ミミズは「自然の鍬(クワ)」ともいわれ、豊かな土壌の象徴です。
豊かな土から生まれる自然や農産物は宝物ですので、はんこでは宝物つながりで伝統文様の七宝(しっぽう)を彫りました。
伝統文様の七宝は、
- 金
- 銀
- 瑠璃(るり)
- 玻璃(はり)
- 珊瑚(さんご)
- 瑪瑙(めのう)
- シャコ
という、仏教でいうところの七宝ともつながりがあるのだとか。
円を重ねた連続文様で、「輪違い」とも呼ばれます。
わたしは、どこまでも広がる、豊かで円満でやさしいこの七宝文様が好きなので、ミミズと直接関係無いのは承知の上で消しゴムはんこを作りました。
別の場面でも使えたらいいなと思います。
竹笋生(たけのこしょうず)
5月15日~5月19日頃は「竹笋生(たけのこしょうず)」です。
タケノコが生えてくるという意味です。
掘りたてのタケノコは生のままいただけると聞いたことがありますが、まだ体験したことがありません。
米ぬかと一緒に煮て下ごしらえしたタケノコを実母から分けてもらうばかりですが、タケノコごはんを食べると「あぁ、またこの季節になったんだなぁ」と実感します。

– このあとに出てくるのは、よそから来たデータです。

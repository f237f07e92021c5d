//! Subscription plan catalog. Reference data only.

mod plans_model;
mod plans_service;
mod plans_traits;

pub use plans_model::{Plan, PlanFeature};
pub use plans_service::PlansResource;
pub use plans_traits::PlansApi;
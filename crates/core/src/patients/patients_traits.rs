//! Backend contract for patient operations.

use async_trait::async_trait;

use super::patients_model::{NewPatient, Patient, PatientQuery, PatientUpdate};
use crate::errors::Result;
use crate::pagination::Page;

/// Patient endpoints, implemented by the HTTP client.
#[async_trait]
pub trait PatientsApi: Send + Sync {
    /// Lists patients, optionally narrowed by a name search.
    async fn list_patients(&self, query: &PatientQuery) -> Result<Page<Patient>>;

    /// Fetches one patient by id.
    async fn get_patient(&self, id: &str) -> Result<Patient>;

    /// Registers a new patient.
    async fn create_patient(&self, record: &NewPatient) -> Result<Patient>;

    /// Updates an existing patient.
    async fn update_patient(&self, id: &str, update: &PatientUpdate) -> Result<Patient>;
}
//! Backend contract for assessment operations.

use async_trait::async_trait;

use super::assessments_model::{
    Assessment, AssessmentFilter, AssessmentProgress, NewAssessment,
};
use crate::errors::Result;
use crate::pagination::Page;

/// Assessment endpoints, implemented by the HTTP client.
#[async_trait]
pub trait AssessmentsApi: Send + Sync {
    /// Lists assessments matching the filter.
    async fn list_assessments(&self, filter: &AssessmentFilter) -> Result<Page<Assessment>>;

    /// Fetches one assessment by id.
    async fn get_assessment(&self, id: &str) -> Result<Assessment>;

    /// Requests analysis of uploaded media.
    async fn create_assessment(&self, request: &NewAssessment) -> Result<Assessment>;

    /// Polls processing progress for an assessment.
    async fn get_assessment_status(&self, id: &str) -> Result<AssessmentProgress>;
}
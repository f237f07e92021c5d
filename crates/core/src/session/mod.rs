//! Session state: the bearer token and display locale, persisted through
//! a pluggable credential store.

mod credential_store;
#[allow(clippy::module_inception)]
mod session;

pub use credential_store::{CredentialStore, FileCredentialStore, MemoryCredentialStore};
pub use session::Session;
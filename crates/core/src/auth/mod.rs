//! Authentication domain: credentials, the session resource, and the
//! best-effort offline token decode.

mod auth_model;
mod auth_service;
mod auth_traits;
mod token;

pub use auth_model::{AuthResponse, Credentials, ProfessionalSummary, Registration};
pub use auth_service::AuthSession;
pub use auth_traits::AuthApi;
pub use token::{decode_claims, TokenClaims};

消しゴムはんこは、家紋で描かれていたデザインをもとにしてタケノコを彫りました。
参考サイト・書籍
国立天文台 天文情報センター 暦計算室
Wikipedia「七十二候」
All About 暮らし/暮らしの歳時記「立夏とは?2020年はいつ?読み方や意味、過ごし方を解説」
下中菜穂「ガジェットブックス シリーズかたち 新版【文様切り型】」エクスプランテ,2009年
森本勇矢・著、日本家紋研究会・監修「日本の家紋大事典」日本実業出版社,2013年立夏の箸袋とおまけの付箋:作った消しゴムはんこと懐紙・付箋で
作った消しゴムはんこを、夫のお弁当用の箸を包む箸袋の飾りに使いました。
懐紙を半分に切り、三つ折りにした箸袋に消しゴムはんこを押します。
タケノコというと、高畑勲さんと宮崎駿さんの映画「パンダコパンダ」(1972年)に登場する子パンダのパンちゃんがおいしそうにタケノコを食べていた姿が印象に残っています。

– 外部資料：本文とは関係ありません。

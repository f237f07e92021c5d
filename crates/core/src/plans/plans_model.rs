//! Subscription plan models.

use serde::{Deserialize, Serialize};

use crate::professionals::PlanTier;

/// One subscription tier as offered on the pricing page.
#[derive(Debug, Clone, Serialize, Deserialize, PartialEq)]
#[serde(rename_all = "camelCase")]
pub struct Plan {
    pub id: String,
    pub name: String,
    #[serde(rename = "type")]
    pub tier: PlanTier,
    pub price: f64,
    pub currency: String,
    pub period: String,
    pub features: Vec<PlanFeature>,
    pub popular: bool,
    /// Monthly assessment quota; `None` means unlimited.
    pub assessments_per_month: Option<u32>,
}

/// One line of a plan's feature list.
#[derive(Debug, Clone, Serialize, Deserialize, PartialEq)]
#[serde(rename_all = "camelCase")]
pub struct PlanFeature {
    pub text: String,
    pub included: bool,
}

#[cfg(test)]
mod tests {
    use super::*;

    #[test]
    fn test_plan_wire_shape() {
        let json = r#"{
            "id": "plan-clinic",
            "name": "Clinic",
            "type": "CLINIC",
            "price": 297,
            "currency": "BRL",
            "period": "mês",
            "features": [{"text": "Avaliações ilimitadas", "included": true}],
            "popular": false,
            "assessmentsPerMonth": null
        }"#;
        let plan: Plan = serde_json::from_str(json).unwrap();
        assert_eq!(plan.tier, PlanTier::Clinic);
        // null quota means unlimited
        assert_eq!(plan.assessments_per_month, None);
        assert!(plan.features[0].included);
    }
}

「竹笋生」の箸袋は、タケノコだけでなく、以前作ったパンダの消しゴムはんこも添えて押してみました。
そして、「蛙始鳴」で作ったカエルとウサギの消しゴムはんこは、頂き物の付箋をまねて、わたしも大きめサイズの付箋の隅に押してみました。
お手本にした中川政七商店さんの鳥獣戯画の付箋をおみやげにくださった上司へプレゼントしました。
おそらく、喜んでもらえたのではないかと思います…。